In the last two posts I explored how Live.js can help you do client side testing, particularly for responsive layouts. Now we’ll be looking at another way that live.js can help out in your client side development.

But before we can do that, we have to take a brief foray into the world of javascript based unit testing. I’m not going to try to give a full treatise on the subject, but just a brief introduction so that we can see how live.js can help with this part of your development workflow too.

If you aren’t familiar with client side unit testing, don’t sweat it, it’s pretty straight forward. If you want a good overview check out smashing magazine’s intro or this great video on the qUnit framework. At a high level though it looks something like this.

1. Just like with your backend code, javascript testing starts with how you structure your code in the first place. Focus on small methods with minimal dependencies that return values that you can validate.

2. There are alot of javascript unit testing frameworks out there, but they all generally work the same way. Tests are functions passed into a method defined by the framework. Your to run your tests, you build a simple html page which has script references to the framework library, your test code and your application code. To run the tests, you load the page and the framework manipulates the html to report your results.

With this high level understanding, it’s pretty straight forward to see how live.js can help on this front. If you add live.js to that html page that runs your tests, then that page can refresh automatically and run your tests every time your test code or application code changes.

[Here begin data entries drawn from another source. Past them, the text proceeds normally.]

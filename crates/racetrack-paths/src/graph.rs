//! The state-space graph: nodes are (position, velocity) states, edges are
//! one-turn transitions tagged with the acceleration that produces them.
//!
//! Nodes live in a flat arena and are addressed by [`NodeId`]. The graph
//! holds no search state, so one [`Graph`] can back any number of
//! [`DijkstraPathFinder`](crate::DijkstraPathFinder)s at once.

use std::collections::{HashMap, HashSet};
use std::fmt;

use racetrack_core::{Direction, Point};

/// Stable index of a node in its [`Graph`].
#[derive(Debug, Clone, Copy, PartialEq, Eq, Hash, PartialOrd, Ord)]
pub struct NodeId(pub(crate) usize);

impl NodeId {
    #[inline]
    pub fn index(self) -> usize {
        self.0
    }
}

/// A directed, weighted edge between two nodes.
#[derive(Debug, Clone, Copy, PartialEq, Eq, Hash)]
pub struct GraphConnection {
    pub from: NodeId,
    pub to: NodeId,
    /// Turns needed to traverse the edge. Always 1 for generated graphs.
    pub cost: i32,
    /// The acceleration applied at `from` to reach `to`.
    pub direction: Direction,
}

/// One discrete (position, velocity) state.
#[derive(Debug, Clone)]
pub struct GraphNode {
    id: NodeId,
    position: Point,
    velocity: Point,
    connections: Vec<GraphConnection>,
}

impl GraphNode {
    pub fn id(&self) -> NodeId {
        self.id
    }

    pub fn position(&self) -> Point {
        self.position
    }

    /// The velocity a car has when it is at this node.
    pub fn velocity(&self) -> Point {
        self.velocity
    }

    /// The natural key of the node, unique within its graph.
    pub fn key(&self) -> (Point, Point) {
        (self.position, self.velocity)
    }

    /// Outgoing connections, in the order they were generated.
    pub fn connections(&self) -> &[GraphConnection] {
        &self.connections
    }
}

impl fmt::Display for GraphNode {
    fn fmt(&self, f: &mut fmt::Formatter<'_>) -> fmt::Result {
        write!(f, "node {} [{} / {}]", self.id.0, self.position, self.velocity)
    }
}

/// An immutable state-space graph plus its finish-line nodes.
#[derive(Debug, Clone, Default)]
pub struct Graph {
    nodes: Vec<GraphNode>,
    index: HashMap<(Point, Point), NodeId>,
    end_nodes: Vec<NodeId>,
}

impl Graph {
    /// A graph without any node. Every search on it finds no path.
    pub fn empty() -> Self {
        Self::default()
    }

    pub fn len(&self) -> usize {
        self.nodes.len()
    }

    pub fn is_empty(&self) -> bool {
        self.nodes.is_empty()
    }

    pub fn nodes(&self) -> &[GraphNode] {
        &self.nodes
    }

    pub fn node(&self, id: NodeId) -> Option<&GraphNode> {
        self.nodes.get(id.0)
    }

    /// Look up the node for a (position, velocity) state.
    pub fn find(&self, position: Point, velocity: Point) -> Option<NodeId> {
        self.index.get(&(position, velocity)).copied()
    }

    /// Nodes whose position lies on a finish-line cell, in id order.
    pub fn end_nodes(&self) -> &[NodeId] {
        &self.end_nodes
    }

    /// Every connection of the graph, grouped by source node.
    pub fn connections(&self) -> impl Iterator<Item = &GraphConnection> + '_ {
        self.nodes.iter().flat_map(|n| n.connections.iter())
    }

    pub fn connection_count(&self) -> usize {
        self.nodes.iter().map(|n| n.connections.len()).sum()
    }
}

/// Incremental construction of a [`Graph`], used by the generators.
#[derive(Debug, Default)]
pub(crate) struct GraphBuilder {
    nodes: Vec<GraphNode>,
    index: HashMap<(Point, Point), NodeId>,
}

impl GraphBuilder {
    pub(crate) fn len(&self) -> usize {
        self.nodes.len()
    }

    pub(crate) fn find(&self, position: Point, velocity: Point) -> Option<NodeId> {
        self.index.get(&(position, velocity)).copied()
    }

    pub(crate) fn key(&self, id: NodeId) -> (Point, Point) {
        self.nodes[id.0].key()
    }

    /// Add a node for a state that is not in the graph yet.
    pub(crate) fn insert(&mut self, position: Point, velocity: Point) -> NodeId {
        debug_assert!(self.find(position, velocity).is_none());
        let id = NodeId(self.nodes.len());
        self.nodes.push(GraphNode {
            id,
            position,
            velocity,
            connections: Vec::new(),
        });
        self.index.insert((position, velocity), id);
        id
    }

    /// Connect `from` to `to`. A connection identical to an existing one is
    /// ignored.
    pub(crate) fn connect(&mut self, from: NodeId, to: NodeId, cost: i32, direction: Direction) {
        let connection = GraphConnection {
            from,
            to,
            cost,
            direction,
        };
        let node = &mut self.nodes[from.0];
        if !node.connections.contains(&connection) {
            node.connections.push(connection);
        }
    }

    /// Freeze the graph, marking nodes on any of `finish` as end nodes.
    pub(crate) fn build(self, finish: &[Point]) -> Graph {
        let finish: HashSet<Point> = finish.iter().copied().collect();
        let end_nodes = self
            .nodes
            .iter()
            .filter(|n| finish.contains(&n.position))
            .map(|n| n.id)
            .collect();
        Graph {
            nodes: self.nodes,
            index: self.index,
            end_nodes,
        }
    }
}
//! Motion planning for vector racing.
//!
//! A car's state is its position and velocity; each turn it may change its
//! velocity by one unit on either axis. This crate explores that state space
//! and searches it:
//!
//! - **Generation** of the reachable state graph ([`BruteforceGenerator`])
//! - **Dijkstra** fewest-moves search to the finish line
//!   ([`DijkstraPathFinder`]), re-checking every edge against the cars on
//!   the track at query time
//! - **Paths** as waypoints, covered cells, or a list of accelerations
//!   ([`GraphPath`])
//!
//! # Example
//!
//! ```
//! use racetrack_core::{CarId, Point};
//! use racetrack_paths::{BruteforceGenerator, DijkstraPathFinder, GraphGenerator};
//! use racetrack_track::Track;
//!
//! let track = Track::parse("#a    >#").unwrap();
//! let car = CarId(0);
//! let start = track.car(car).unwrap().position;
//!
//! let graph = BruteforceGenerator::new().generate(&track, start, Point::ZERO);
//! let mut finder = DijkstraPathFinder::new(&graph, &track, car);
//! let path = finder.find_path(start, Point::ZERO).unwrap();
//! assert_eq!(path.finish(), Point::new(6, 0));
//! ```

mod dijkstra;
mod generator;
mod graph;
mod path;

pub use dijkstra::{DijkstraPathFinder, UNREACHABLE};
pub use generator::{BruteforceGenerator, GeneratorConfig, GraphGenerator, MOVE_COST};
pub use graph::{Graph, GraphConnection, GraphNode, NodeId};
pub use path::{GraphPath, GraphVectorDirection};
use std::fmt;

use crate::geom::Point;
use crate::space::SpaceType;

/// Identity of a car on a track.
#[derive(Debug, Clone, Copy, PartialEq, Eq, Hash, PartialOrd, Ord)]
#[cfg_attr(feature = "serde", derive(serde::Serialize, serde::Deserialize))]
pub struct CarId(pub usize);

impl fmt::Display for CarId {
    fn fmt(&self, f: &mut fmt::Formatter<'_>) -> fmt::Result {
        write!(f, "car#{}", self.0)
    }
}

/// Read access to static track terrain.
pub trait TrackQuery {
    /// Terrain at `p`. Positions outside the track must be reported as
    /// [`SpaceType::Wall`] or rejected by the implementor.
    fn space_type_at(&self, p: Point) -> SpaceType;

    /// Every finish-line cell of the track.
    fn finish_positions(&self) -> Vec<Point>;
}

/// Read access to the current car positions on a track.
pub trait VehicleQuery {
    /// The car occupying `p`, if any.
    fn vehicle_at(&self, p: Point) -> Option<CarId>;
}
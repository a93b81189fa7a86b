//! Terrain kinds of a racetrack cell.

use crate::geom::Point;

/// The kind of a single track cell.
///
/// Finish cells carry the direction in which the line must be crossed.
#[derive(Debug, Clone, Copy, PartialEq, Eq, Hash, Default)]
#[cfg_attr(feature = "serde", derive(serde::Serialize, serde::Deserialize))]
pub enum SpaceType {
    /// Drivable road.
    #[default]
    Track,
    Wall,
    FinishUp,
    FinishDown,
    FinishLeft,
    FinishRight,
}

impl SpaceType {
    /// Whether this is one of the four finish-line kinds.
    pub const fn is_finish(self) -> bool {
        matches!(
            self,
            SpaceType::FinishUp
                | SpaceType::FinishDown
                | SpaceType::FinishLeft
                | SpaceType::FinishRight
        )
    }

    /// Whether a car moving with `velocity` may pass over this cell.
    ///
    /// A finish cell only admits velocities whose component perpendicular to
    /// the line does not point against the line's direction. Zero along that
    /// axis is allowed, so cars can slide along the line. Every other cell
    /// admits every velocity (walls are handled separately).
    pub const fn allows_velocity(self, velocity: Point) -> bool {
        match self {
            SpaceType::FinishRight => velocity.x >= 0,
            SpaceType::FinishLeft => velocity.x <= 0,
            SpaceType::FinishDown => velocity.y >= 0,
            SpaceType::FinishUp => velocity.y <= 0,
            SpaceType::Track | SpaceType::Wall => true,
        }
    }

    /// Parse a track character. Returns `None` for characters that are not
    /// terrain (cars, for instance).
    pub const fn from_char(ch: char) -> Option<SpaceType> {
        match ch {
            ' ' => Some(SpaceType::Track),
            '#' => Some(SpaceType::Wall),
            '^' => Some(SpaceType::FinishUp),
            'v' => Some(SpaceType::FinishDown),
            '<' => Some(SpaceType::FinishLeft),
            '>' => Some(SpaceType::FinishRight),
            _ => None,
        }
    }

    /// The character used for this space type in ASCII tracks.
    pub const fn to_char(self) -> char {
        match self {
            SpaceType::Track => ' ',
            SpaceType::Wall => '#',
            SpaceType::FinishUp => '^',
            SpaceType::FinishDown => 'v',
            SpaceType::FinishLeft => '<',
            SpaceType::FinishRight => '>',
        }
    }
}
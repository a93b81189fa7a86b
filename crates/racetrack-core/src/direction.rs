//! The nine accelerations a car can choose each turn.

use std::fmt;

use crate::geom::Point;

/// An acceleration applied to a car's velocity: one of the eight compass
/// directions, or [`Direction::None`] to keep the current velocity.
#[derive(Debug, Clone, Copy, PartialEq, Eq, Hash, PartialOrd, Ord)]
#[cfg_attr(feature = "serde", derive(serde::Serialize, serde::Deserialize))]
pub enum Direction {
    UpLeft,
    Up,
    UpRight,
    Left,
    None,
    Right,
    DownLeft,
    Down,
    DownRight,
}

impl Direction {
    /// All nine directions, row-major over the 3×3 grid of accelerations.
    pub const ALL: [Direction; 9] = [
        Direction::UpLeft,
        Direction::Up,
        Direction::UpRight,
        Direction::Left,
        Direction::None,
        Direction::Right,
        Direction::DownLeft,
        Direction::Down,
        Direction::DownRight,
    ];

    /// The unit-or-zero vector added to the velocity.
    pub const fn vector(self) -> Point {
        match self {
            Direction::UpLeft => Point::new(-1, -1),
            Direction::Up => Point::new(0, -1),
            Direction::UpRight => Point::new(1, -1),
            Direction::Left => Point::new(-1, 0),
            Direction::None => Point::new(0, 0),
            Direction::Right => Point::new(1, 0),
            Direction::DownLeft => Point::new(-1, 1),
            Direction::Down => Point::new(0, 1),
            Direction::DownRight => Point::new(1, 1),
        }
    }
}

impl fmt::Display for Direction {
    fn fmt(&self, f: &mut fmt::Formatter<'_>) -> fmt::Result {
        let name = match self {
            Direction::UpLeft => "up-left",
            Direction::Up => "up",
            Direction::UpRight => "up-right",
            Direction::Left => "left",
            Direction::None => "none",
            Direction::Right => "right",
            Direction::DownLeft => "down-left",
            Direction::Down => "down",
            Direction::DownRight => "down-right",
        };
        f.write_str(name)
    }
}
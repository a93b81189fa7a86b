//! State-space graph generation.

use std::collections::VecDeque;

use racetrack_core::{Direction, Point, SpaceType, TrackQuery, rasterize};

use crate::graph::{Graph, GraphBuilder};

/// Cost of every generated connection: one turn.
pub const MOVE_COST: i32 = 1;

/// Builds the state-space [`Graph`] of a track.
pub trait GraphGenerator {
    /// Generate the graph of every state reachable from
    /// (`start_position`, `start_velocity`).
    fn generate<T: TrackQuery>(
        &self,
        track: &T,
        start_position: Point,
        start_velocity: Point,
    ) -> Graph;
}

/// Settings for [`BruteforceGenerator`].
#[derive(Debug, Clone, Copy, PartialEq, Eq)]
#[cfg_attr(feature = "serde", derive(serde::Serialize, serde::Deserialize))]
#[cfg_attr(feature = "serde", serde(default))]
pub struct GeneratorConfig {
    /// Maximum Euclidean speed. The higher the value, the more nodes a
    /// graph needs.
    pub max_velocity: i32,
    /// Stop creating nodes once the graph holds this many.
    pub node_limit: Option<usize>,
}

impl Default for GeneratorConfig {
    fn default() -> Self {
        Self {
            max_velocity: 10,
            node_limit: None,
        }
    }
}

impl GeneratorConfig {
    pub fn with_max_velocity(mut self, max_velocity: i32) -> Self {
        self.max_velocity = max_velocity;
        self
    }

    pub fn with_node_limit(mut self, limit: usize) -> Self {
        self.node_limit = Some(limit);
        self
    }

    fn max_velocity_sq(&self) -> i64 {
        let m = self.max_velocity.max(0) as i64;
        m * m
    }
}

/// Explores every reachable (position, velocity) state breadth-first.
///
/// From each state all nine accelerations are tried. A transition is kept
/// when the new speed stays within [`GeneratorConfig::max_velocity`], the car
/// actually moves, no cell on the straight line of the move is a wall, and
/// every finish cell on it is crossed in its own direction.
#[derive(Debug, Clone, Default)]
pub struct BruteforceGenerator {
    config: GeneratorConfig,
}

impl BruteforceGenerator {
    pub fn new() -> Self {
        Self::default()
    }

    pub fn with_config(config: GeneratorConfig) -> Self {
        Self { config }
    }

    pub fn config(&self) -> &GeneratorConfig {
        &self.config
    }

    /// Whether a car may move from `position` to `next_position`, ending
    /// with `next_velocity`, on static terrain.
    fn is_valid_move<T: TrackQuery>(
        track: &T,
        position: Point,
        next_position: Point,
        next_velocity: Point,
    ) -> bool {
        let path = rasterize(position, next_position);
        if path.has_space_type(SpaceType::Wall, track) {
            log::trace!("{position} -> {next_position}: wall");
            return false;
        }
        if path.crosses_finish_wrongly(next_velocity, track) {
            log::trace!("{position} -> {next_position}: wrong-way finish crossing");
            return false;
        }
        true
    }
}

impl GraphGenerator for BruteforceGenerator {
    fn generate<T: TrackQuery>(
        &self,
        track: &T,
        start_position: Point,
        start_velocity: Point,
    ) -> Graph {
        let max_sq = self.config.max_velocity_sq();
        if start_velocity.length_sq() > max_sq {
            log::warn!(
                "start velocity {start_velocity} exceeds max velocity {}",
                self.config.max_velocity
            );
            return Graph::empty();
        }
        if track.space_type_at(start_position) == SpaceType::Wall {
            log::warn!("start position {start_position} is a wall");
            return Graph::empty();
        }

        let mut builder = GraphBuilder::default();
        let start = builder.insert(start_position, start_velocity);
        // A state is queued exactly once: when its node is created.
        let mut queue = VecDeque::from([start]);
        let mut limit_hit = false;

        while let Some(current) = queue.pop_front() {
            let (position, velocity) = builder.key(current);
            for direction in Direction::ALL {
                let next_velocity = velocity + direction.vector();
                if next_velocity.length_sq() > max_sq {
                    continue;
                }
                let next_position = position + next_velocity;
                if next_position == position {
                    continue;
                }
                if !Self::is_valid_move(track, position, next_position, next_velocity) {
                    continue;
                }

                let next = match builder.find(next_position, next_velocity) {
                    Some(id) => id,
                    None => {
                        if self.config.node_limit.is_some_and(|n| builder.len() >= n) {
                            limit_hit = true;
                            continue;
                        }
                        let id = builder.insert(next_position, next_velocity);
                        queue.push_back(id);
                        id
                    }
                };
                builder.connect(current, next, MOVE_COST, direction);
            }
        }

        if limit_hit {
            log::warn!(
                "node limit of {} reached, graph is incomplete",
                builder.len()
            );
        }

        let graph = builder.build(&track.finish_positions());
        log::debug!(
            "generated graph from {start_position}/{start_velocity}: {} nodes, {} connections, {} end nodes",
            graph.len(),
            graph.connection_count(),
            graph.end_nodes().len()
        );
        graph
    }
}
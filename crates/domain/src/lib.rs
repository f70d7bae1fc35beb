//! # Propkit Domain
//!
//! Three independent, stateful entities, each a self-contained validated
//! state machine. No data flows between them; each is created with validated
//! bounds, mutated through its own operations, and discarded.
//!
//! - [`CapacityContainer`] tracks cumulative usage against two caps.
//! - [`AccessGate`] tracks a binary lock state behind a credential check.
//! - [`BoundedVehicle`] tracks three independent bounded scalar quantities.
//!
//! Every mutation validates its input before writing a single field, so a
//! failed operation leaves the entity exactly as it was. The entities are
//! plain values with no interior locking; concurrent callers must wrap an
//! instance in their own exclusive-access discipline.

pub mod model;

// Re-export commonly used types
pub use model::{
    container::{CapacityContainer, ItemDimensions},
    gate::AccessGate,
    vehicle::{BoundedVehicle, VehicleStatus},
};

Note, that your automated testing page doesn’t have to be static html either. For example, in mvc we can set up a TestsController and Tests view that look a little like this.

Controller

public class TestsController : Controller
    {
        //
        // GET: /Tests/

        public ActionResult Index()
        {
            var testFiles = Directory.EnumerateFiles(Server.MapPath("~/Scripts/spec")).Where(f => f.EndsWith(".js"));
            var sutFiles = testFiles.Select(s => s.Replace("_spec", ""));
            ViewBag.SutFiles = sutFiles;
            ViewBag.TestFiles = testFiles;

            return View();
        }

    }

View

<!DOCTYPE html>
<html>
  <head>
    <meta name="viewport" content="width=device-width" />
    <title>Tests</title>
    <meta http-equiv="Content-Type" content="text/html; charset=UTF-8">
    <script src="/Scripts/spec/lib/<your-testing-framework>.js"></script>
    @foreach (var fullpath in ViewBag.SutFiles)
    {
        var fileName = Path.GetFileName(fullpath);
    <script src="/Scripts/@fileName"></script>
    }
    @foreach (var fullpath in ViewBag.TestFiles)
    {
        var fileName = Path.GetFileName(fullpath);
    <script src="/Scripts/spec/@fileName"></script>
    }
    <script>
        onload = function () {
            var runner = mocha.run();
        };
    </script>
  </head>
  <body>
  </body>
</html>

The basic idea, is that we have a controller that builds up a list of files by looking in a specific folder where we put all of our tests. For all of the files it finds, it passes them along to the view, which then renders a set of script reference tags. The result is that our page dynamically adds all the assets it needs to test our javascript. Then live.js will do its thing and automatically refresh to run the tests any time there is a change.